- _Dataset_:
Segment Open

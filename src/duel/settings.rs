//! Immutable per-session configuration and the resolver that builds it.

use super::types::{PlayerId, Question, QuestionId, Round, RoundId};
use derive_getters::Getters;
use serde::{Deserialize, Serialize};
use std::collections::HashSet;
use std::time::Duration;
use tracing::{debug, instrument, warn};

/// Default capture window.
pub const DEFAULT_CAPTURE_TIME_LIMIT: Duration = Duration::from_secs(10);

/// Default answer window.
pub const DEFAULT_ANSWER_TIME_LIMIT: Duration = Duration::from_secs(20);

/// Quiz-wide capture and answer windows.
#[derive(Debug, Clone, Copy, PartialEq, Eq, Getters, Serialize, Deserialize)]
pub struct TimeLimits {
    /// How long players have to capture a selected question.
    capture: Duration,
    /// How long the capturing player has to answer.
    answer: Duration,
}

impl TimeLimits {
    /// Creates time limits.
    pub fn new(capture: Duration, answer: Duration) -> Self {
        Self { capture, answer }
    }
}

impl Default for TimeLimits {
    fn default() -> Self {
        Self::new(DEFAULT_CAPTURE_TIME_LIMIT, DEFAULT_ANSWER_TIME_LIMIT)
    }
}

/// Reasons a roster/quiz combination cannot start a session.
#[derive(Debug, Clone, PartialEq, Eq, derive_more::Display)]
pub enum SettingsError {
    /// No players were supplied.
    #[display("Roster is empty")]
    EmptyRoster,

    /// A player appears twice in the roster.
    #[display("Player {} appears more than once in the roster", _0)]
    DuplicatePlayer(PlayerId),

    /// The quiz has no rounds.
    #[display("Quiz has no rounds")]
    NoRounds,

    /// Two rounds share an id.
    #[display("Round {} appears more than once", _0)]
    DuplicateRound(RoundId),

    /// A round has no questions.
    #[display("Round {} has no questions", _0)]
    EmptyRound(RoundId),

    /// A question is worth zero points.
    #[display("Question {} must be worth a positive number of points", _0)]
    NonPositivePoints(QuestionId),

    /// Two questions share an id.
    #[display("Question {} appears more than once", _0)]
    DuplicateQuestion(QuestionId),

    /// A capture or answer window is zero.
    #[display("Time limits must be non-zero")]
    ZeroTimeLimit,
}

impl std::error::Error for SettingsError {}

/// Immutable configuration for one duel.
///
/// Deserialized settings go through the same validation as
/// [`Settings::resolve`].
#[derive(Debug, Clone, PartialEq, Eq, Getters, Serialize, Deserialize)]
#[serde(try_from = "UnresolvedSettings")]
pub struct Settings {
    /// Participants in turn order.
    players: Vec<PlayerId>,
    /// Rounds in play order.
    rounds: Vec<Round>,
    /// Quiz-wide windows.
    time_limits: TimeLimits,
}

/// Wire form of [`Settings`] before validation.
#[derive(Deserialize)]
struct UnresolvedSettings {
    players: Vec<PlayerId>,
    rounds: Vec<Round>,
    time_limits: TimeLimits,
}

impl TryFrom<UnresolvedSettings> for Settings {
    type Error = SettingsError;

    fn try_from(raw: UnresolvedSettings) -> Result<Self, Self::Error> {
        Settings::resolve(raw.players, raw.rounds, raw.time_limits)
    }
}

impl Settings {
    /// Resolves a roster, quiz content and timing into validated settings.
    ///
    /// # Errors
    ///
    /// Returns [`SettingsError`] if the roster is empty or repeats a player,
    /// the quiz has no rounds, a round is empty, a question is worth zero
    /// points, ids collide, or a window is zero.
    #[instrument(skip_all, fields(players = players.len(), rounds = rounds.len()))]
    pub fn resolve(
        players: Vec<PlayerId>,
        rounds: Vec<Round>,
        time_limits: TimeLimits,
    ) -> Result<Self, SettingsError> {
        let settings = Self {
            players,
            rounds,
            time_limits,
        };
        settings.validate().inspect_err(|e| {
            warn!(error = %e, "Rejected session settings");
        })?;
        debug!(
            questions = settings.question_count(),
            "Settings resolved"
        );
        Ok(settings)
    }

    fn validate(&self) -> Result<(), SettingsError> {
        if self.players.is_empty() {
            return Err(SettingsError::EmptyRoster);
        }
        let mut seen_players = HashSet::new();
        for player in &self.players {
            if !seen_players.insert(player) {
                return Err(SettingsError::DuplicatePlayer(player.clone()));
            }
        }

        if self.rounds.is_empty() {
            return Err(SettingsError::NoRounds);
        }
        if self.time_limits.capture.is_zero() || self.time_limits.answer.is_zero() {
            return Err(SettingsError::ZeroTimeLimit);
        }

        let mut seen_rounds = HashSet::new();
        let mut seen_questions = HashSet::new();
        for round in &self.rounds {
            if !seen_rounds.insert(*round.id()) {
                return Err(SettingsError::DuplicateRound(*round.id()));
            }
            if round.questions().is_empty() {
                return Err(SettingsError::EmptyRound(*round.id()));
            }
            for question in round.questions() {
                if *question.points() == 0 {
                    return Err(SettingsError::NonPositivePoints(*question.id()));
                }
                if !seen_questions.insert(*question.id()) {
                    return Err(SettingsError::DuplicateQuestion(*question.id()));
                }
                let zero_override = [question.capture_time_limit(), question.answer_time_limit()]
                    .into_iter()
                    .any(|limit| limit.is_some_and(|d| d.is_zero()));
                if zero_override {
                    return Err(SettingsError::ZeroTimeLimit);
                }
            }
        }
        Ok(())
    }

    /// Returns true if the player is in the roster.
    pub fn has_player(&self, player: &PlayerId) -> bool {
        self.players.contains(player)
    }

    /// Returns the roster entry after `player`, wrapping around.
    ///
    /// Falls back to the first roster entry for unknown players, and to
    /// `player` itself if the roster is empty.
    pub fn next_player(&self, player: &PlayerId) -> PlayerId {
        self.players
            .iter()
            .position(|p| p == player)
            .and_then(|idx| self.players.get(idx + 1))
            .or_else(|| self.players.first())
            .cloned()
            .unwrap_or_else(|| player.clone())
    }

    /// Looks up a round by id.
    pub fn round(&self, id: RoundId) -> Option<&Round> {
        self.rounds.iter().find(|r| *r.id() == id)
    }

    /// Returns the first round's id, or round 0 if there are no rounds.
    pub fn first_round_id(&self) -> RoundId {
        self.rounds
            .first()
            .map_or(RoundId::new(0), |round| *round.id())
    }

    /// Looks up a question in any round.
    pub fn question(&self, id: QuestionId) -> Option<&Question> {
        self.rounds.iter().find_map(|r| r.question(id))
    }

    /// Total number of questions across all rounds.
    pub fn question_count(&self) -> usize {
        self.rounds.iter().map(|r| r.questions().len()).sum()
    }

    /// Effective capture window for a question.
    pub fn capture_time_limit(&self, question: &Question) -> Duration {
        question
            .capture_time_limit()
            .unwrap_or(self.time_limits.capture)
    }

    /// Effective answer window for a question.
    pub fn answer_time_limit(&self, question: &Question) -> Duration {
        question
            .answer_time_limit()
            .unwrap_or(self.time_limits.answer)
    }
}

#[cfg(test)]
mod tests {
    use super::*;

    fn roster() -> Vec<PlayerId> {
        vec!["alice".into(), "bob".into(), "carol".into()]
    }

    fn rounds() -> Vec<Round> {
        vec![Round::new(1, vec![Question::new(1, 100, "Paris")])]
    }

    #[test]
    fn test_resolve_valid_settings() {
        let settings = Settings::resolve(roster(), rounds(), TimeLimits::default()).unwrap();
        assert_eq!(settings.question_count(), 1);
        assert_eq!(settings.first_round_id(), RoundId::new(1));
    }

    #[test]
    fn test_empty_roster_rejected() {
        let result = Settings::resolve(vec![], rounds(), TimeLimits::default());
        assert_eq!(result, Err(SettingsError::EmptyRoster));
    }

    #[test]
    fn test_duplicate_player_rejected() {
        let players = vec!["alice".into(), "alice".into()];
        let result = Settings::resolve(players, rounds(), TimeLimits::default());
        assert!(matches!(result, Err(SettingsError::DuplicatePlayer(_))));
    }

    #[test]
    fn test_empty_round_rejected() {
        let rounds = vec![Round::new(7, vec![])];
        let result = Settings::resolve(roster(), rounds, TimeLimits::default());
        assert_eq!(result, Err(SettingsError::EmptyRound(RoundId::new(7))));
    }

    #[test]
    fn test_zero_points_rejected() {
        let rounds = vec![Round::new(1, vec![Question::new(9, 0, "x")])];
        let result = Settings::resolve(roster(), rounds, TimeLimits::default());
        assert_eq!(result, Err(SettingsError::NonPositivePoints(QuestionId::new(9))));
    }

    #[test]
    fn test_duplicate_question_across_rounds_rejected() {
        let rounds = vec![
            Round::new(1, vec![Question::new(1, 100, "a")]),
            Round::new(2, vec![Question::new(1, 200, "b")]),
        ];
        let result = Settings::resolve(roster(), rounds, TimeLimits::default());
        assert!(matches!(result, Err(SettingsError::DuplicateQuestion(_))));
    }

    #[test]
    fn test_zero_time_limit_rejected() {
        let limits = TimeLimits::new(Duration::ZERO, Duration::from_secs(5));
        let result = Settings::resolve(roster(), rounds(), limits);
        assert_eq!(result, Err(SettingsError::ZeroTimeLimit));
    }

    #[test]
    fn test_next_player_wraps() {
        let settings = Settings::resolve(roster(), rounds(), TimeLimits::default()).unwrap();
        assert_eq!(settings.next_player(&"alice".into()), PlayerId::from("bob"));
        assert_eq!(settings.next_player(&"carol".into()), PlayerId::from("alice"));
    }

    #[test]
    fn test_question_override_wins() {
        let question = Question::new(1, 100, "a").with_capture_time_limit(Duration::from_secs(3));
        let settings = Settings::resolve(
            roster(),
            vec![Round::new(1, vec![question.clone()])],
            TimeLimits::default(),
        )
        .unwrap();
        assert_eq!(settings.capture_time_limit(&question), Duration::from_secs(3));
        assert_eq!(settings.answer_time_limit(&question), DEFAULT_ANSWER_TIME_LIMIT);
    }

    #[test]
    fn test_deserialized_settings_are_validated() {
        let json = r#"{
            "players": [],
            "rounds": [],
            "time_limits": {
                "capture": { "secs": 10, "nanos": 0 },
                "answer": { "secs": 20, "nanos": 0 }
            }
        }"#;
        let err = serde_json::from_str::<Settings>(json).unwrap_err();
        assert!(err.to_string().contains("Roster is empty"));
    }

    #[test]
    fn test_valid_settings_survive_serde() {
        let settings = Settings::resolve(roster(), rounds(), TimeLimits::default()).unwrap();
        let json = serde_json::to_string(&settings).unwrap();
        let restored: Settings = serde_json::from_str(&json).unwrap();
        assert_eq!(restored, settings);
    }

    #[test]
    fn test_next_player_for_unknown_player_is_first() {
        let settings = Settings::resolve(roster(), rounds(), TimeLimits::default()).unwrap();
        assert_eq!(settings.next_player(&"mallory".into()), PlayerId::from("alice"));
    }
}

Segment Closed

- _Work required_:
Spot the lines above that mention "DuplicatePlayer" and copy them.

- _Answer box_:
    DuplicatePlayer(PlayerId),
                return Err(SettingsError::DuplicatePlayer(player.clone()));
        assert!(matches!(result, Err(SettingsError::DuplicatePlayer(_))));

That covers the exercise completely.